BRUSSELS Bureaucrat: “If Britain Brexits us we’ll boil its bunny.” No, no one said that, but given the results of the EU elections I’m pretty sure that’s what some high powered European Parliament bureaucrat is thinking right now; bitterly pondering the Brexit Party’s success as he visits a Brussels brothel and orders the Geri lookalike in her Union Jack outfit, and proceeds to bend her over and give it to her in her Belfast backstop.
Or, depending on his proclivities, maybe he’s in a different type of establishment, deciding whether he’ll get the lad of his choice to wear a Nigel Farage mask, (or a TR one), as he gives him a good spanking and a strawberry milk-shaking.
No doubt though, Nigel is only bathing in champagne these days, because on this side of the Chunnel there’s plenty of celebrations going down. Still, like the rest of us peasants, I have no idea what the ramifications of a real Brexit will be. I can barely balance my bank account, so I’m hardly an authority on world economics.
As for the Northern Ireland deal, it sounds like an Irish joke — who knew it would hold the keys to the Kingdom! I do know, courtesy of Brussels based news site Politico, that, “Brexit puts penguins in peril.” If only the people had been told that before the referendum; I’m sure all of those who had seen Happy Feet would have voted to remain. The fisheries debacle makes me frightened for Nemo now too. The fact that he’s a clownfish seems apt.
I was wishing that someone would write a Brexit For Dummies — it turns out they have! But then again we plebs aren’t meant to understand the financial shenanigans. That’s the brilliance of the Brussels plan, in collaboration with the Vichy Government — whoops, I meant the British government! Make it sound so complicated to the general public that we’ll give up, roll over and let them have their way with us again. But at this point, anyone with eyes can see that the European Union is acting like a jilted gigolo. Though they sound good, like a Tinder dream match: “I could be your rich, sophisticated Continental lover. I’ll take you sunbathing in Saint-Tropez, then skiing in St. Moritz. Move into my mansion, ma chérie, and I’ll manage all our affairs.”
Sounds seductive. You’d swipe right for this single’s market, until you realise that the drawback of someone managing everything is — that they manage everything. Furthermore, exotic travels sound smashing when you’re soaking up the sun in Ibiza, not so smashing when exotic travellers come knocking at your door.
And then to top it all off, you hear what your sophisticated suitor did to their ex. Almost three years after the breakup and still they’re refusing to give the British a divorce, or at least an amicable one.

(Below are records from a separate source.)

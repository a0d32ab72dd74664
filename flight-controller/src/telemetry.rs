use core::sync::atomic::Ordering;
use std::sync::atomic::AtomicBool;
use std::time::Duration;

use shared_definitions::telemetry::HoldStatusWord;

use crate::shared_core_values::AtomicTelemetry;

/// Altitude hold internals, sent at a decimated rate while the hold is
/// engaged.
#[derive(Debug, Clone, Copy, PartialEq)]
pub struct AltitudeHoldSample {
    pub height: f32,
    pub height_rate: f32,
    pub height_setpoint: f32,
    pub height_rate_setpoint: f32,
    pub throttle: f32,
    pub status: HoldStatusWord,
}

/// Receiver of telemetry produced inside the control tick. Implementations
/// must not block: store, queue or drop.
pub trait TelemetrySink {
    fn push_altitude_hold(&mut self, sample: &AltitudeHoldSample);
}

/// Discards everything.
pub struct NoTelemetry;

impl TelemetrySink for NoTelemetry {
    fn push_altitude_hold(&mut self, _sample: &AltitudeHoldSample) {}
}

/// Keeps every sample, for bench runs and tests.
impl TelemetrySink for Vec<AltitudeHoldSample> {
    fn push_altitude_hold(&mut self, sample: &AltitudeHoldSample) {
        self.push(*sample);
    }
}

pub fn telemetry_thread(telemetry_data: &AtomicTelemetry, keep_running: &AtomicBool, period: Duration) {
    while keep_running.load(Ordering::Relaxed) {
        let altitude_hold = telemetry_data.altitude_hold.read();
        log::info!(
            "
                Iteration Time: {:?}us
                Rotation rate {:?}
                Axis commands {:?}
                Altitude hold ({} samples) {:?}",
            telemetry_data.loop_exec_time_us.load(Ordering::Relaxed),
            telemetry_data.rotation_rate.read(),
            telemetry_data.axis_commands.read(),
            telemetry_data.altitude_hold_samples.load(Ordering::Relaxed),
            altitude_hold,
        );
        std::thread::sleep(period);
    }
}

Sounds like time for a restraining order. Like any family breakdown (where your family consists of 28 odd relatives who spend most of their time bickering in different languages) Brexit could go easy or hard. Easy if the parties involved treat each other fairly for the sake of the kids. Hard if one of them holds all the cards and is hell bent on screwing over the other.
At this point the British are so fed up, that even if the Belgian wafflers tried to lure the UK back with some blood diamonds, even some europhiles might choose to walk away.
If attempting to go it alone, all goes horribly wrong; die-hard Remainers will say I told you so. But they forget that it was the EU’s choice to act like a demented stalker, rather than moving on gracefully. Furthermore, in their zeal to exact revenge on their mutinous charges, the Brussels Bureaucrats are punishing both the Leavers AND the Remainers. Kind of like smacking both your kids when only one was naughty.
But just when Britons had just about given up hope on freeing themselves, Farage turned up with his Brexiteers to storm the fortress. Let’s see if they can now deliver on the dream.